SUPPLIED RECORDS Start Marker

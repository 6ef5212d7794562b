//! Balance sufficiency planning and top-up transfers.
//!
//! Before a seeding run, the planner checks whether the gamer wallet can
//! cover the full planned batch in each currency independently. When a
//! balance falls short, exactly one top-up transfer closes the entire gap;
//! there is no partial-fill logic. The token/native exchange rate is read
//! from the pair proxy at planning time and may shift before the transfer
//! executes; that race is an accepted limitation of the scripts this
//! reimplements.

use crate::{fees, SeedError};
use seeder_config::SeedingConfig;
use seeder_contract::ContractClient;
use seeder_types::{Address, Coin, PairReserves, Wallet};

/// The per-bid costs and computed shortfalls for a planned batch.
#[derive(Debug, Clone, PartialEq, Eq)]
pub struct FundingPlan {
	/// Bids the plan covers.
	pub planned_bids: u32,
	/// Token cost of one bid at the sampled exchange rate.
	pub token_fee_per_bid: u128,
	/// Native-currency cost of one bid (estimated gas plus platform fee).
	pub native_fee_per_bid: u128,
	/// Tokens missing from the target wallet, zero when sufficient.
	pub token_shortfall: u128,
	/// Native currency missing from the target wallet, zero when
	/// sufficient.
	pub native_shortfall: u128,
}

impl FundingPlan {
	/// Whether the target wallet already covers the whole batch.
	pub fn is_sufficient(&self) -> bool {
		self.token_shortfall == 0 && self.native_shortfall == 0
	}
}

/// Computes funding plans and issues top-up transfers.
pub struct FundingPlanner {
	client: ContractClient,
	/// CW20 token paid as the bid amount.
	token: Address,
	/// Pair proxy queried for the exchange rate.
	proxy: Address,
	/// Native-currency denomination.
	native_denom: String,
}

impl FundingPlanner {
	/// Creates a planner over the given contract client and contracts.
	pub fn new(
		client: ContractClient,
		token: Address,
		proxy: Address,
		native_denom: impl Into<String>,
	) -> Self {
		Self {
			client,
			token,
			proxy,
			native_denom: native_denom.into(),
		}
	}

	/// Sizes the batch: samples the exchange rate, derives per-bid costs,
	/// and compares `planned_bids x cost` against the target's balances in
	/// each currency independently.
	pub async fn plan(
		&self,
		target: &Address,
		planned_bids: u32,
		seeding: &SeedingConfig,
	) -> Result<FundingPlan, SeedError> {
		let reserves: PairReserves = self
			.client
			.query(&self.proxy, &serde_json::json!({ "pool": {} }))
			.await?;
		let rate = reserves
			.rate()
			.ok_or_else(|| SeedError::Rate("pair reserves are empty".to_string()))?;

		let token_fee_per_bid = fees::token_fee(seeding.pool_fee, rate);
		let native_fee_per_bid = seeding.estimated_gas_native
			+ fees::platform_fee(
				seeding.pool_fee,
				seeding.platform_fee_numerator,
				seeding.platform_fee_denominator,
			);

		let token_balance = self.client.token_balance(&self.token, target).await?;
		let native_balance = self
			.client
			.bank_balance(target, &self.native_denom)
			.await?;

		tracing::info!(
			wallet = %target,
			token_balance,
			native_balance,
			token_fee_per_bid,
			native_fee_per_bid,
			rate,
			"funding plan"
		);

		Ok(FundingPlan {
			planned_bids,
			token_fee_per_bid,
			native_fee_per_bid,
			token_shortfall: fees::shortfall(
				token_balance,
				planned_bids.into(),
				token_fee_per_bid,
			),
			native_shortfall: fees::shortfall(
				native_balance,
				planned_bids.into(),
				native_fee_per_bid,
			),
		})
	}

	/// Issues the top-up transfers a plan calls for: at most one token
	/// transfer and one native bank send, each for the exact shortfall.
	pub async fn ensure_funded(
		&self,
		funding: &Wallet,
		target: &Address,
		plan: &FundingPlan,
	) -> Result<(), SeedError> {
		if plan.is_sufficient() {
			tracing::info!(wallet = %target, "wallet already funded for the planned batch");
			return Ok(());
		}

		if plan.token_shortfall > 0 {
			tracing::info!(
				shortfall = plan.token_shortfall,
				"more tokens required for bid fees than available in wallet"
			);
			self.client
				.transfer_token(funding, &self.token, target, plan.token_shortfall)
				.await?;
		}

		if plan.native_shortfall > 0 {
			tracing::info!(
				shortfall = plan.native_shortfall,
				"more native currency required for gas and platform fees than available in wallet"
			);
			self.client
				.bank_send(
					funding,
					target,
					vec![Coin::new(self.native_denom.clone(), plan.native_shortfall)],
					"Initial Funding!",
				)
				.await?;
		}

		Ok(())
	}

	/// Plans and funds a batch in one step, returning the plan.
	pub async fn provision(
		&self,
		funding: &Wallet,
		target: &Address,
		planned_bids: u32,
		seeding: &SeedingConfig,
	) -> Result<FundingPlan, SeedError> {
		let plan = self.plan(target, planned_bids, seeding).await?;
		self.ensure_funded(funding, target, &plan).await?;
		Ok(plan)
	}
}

SUPPLIED RECORDS End Marker

Could you tally the lines in these records that contain the word "than" and give only the result?

**SOLVED EXERCISE:**
2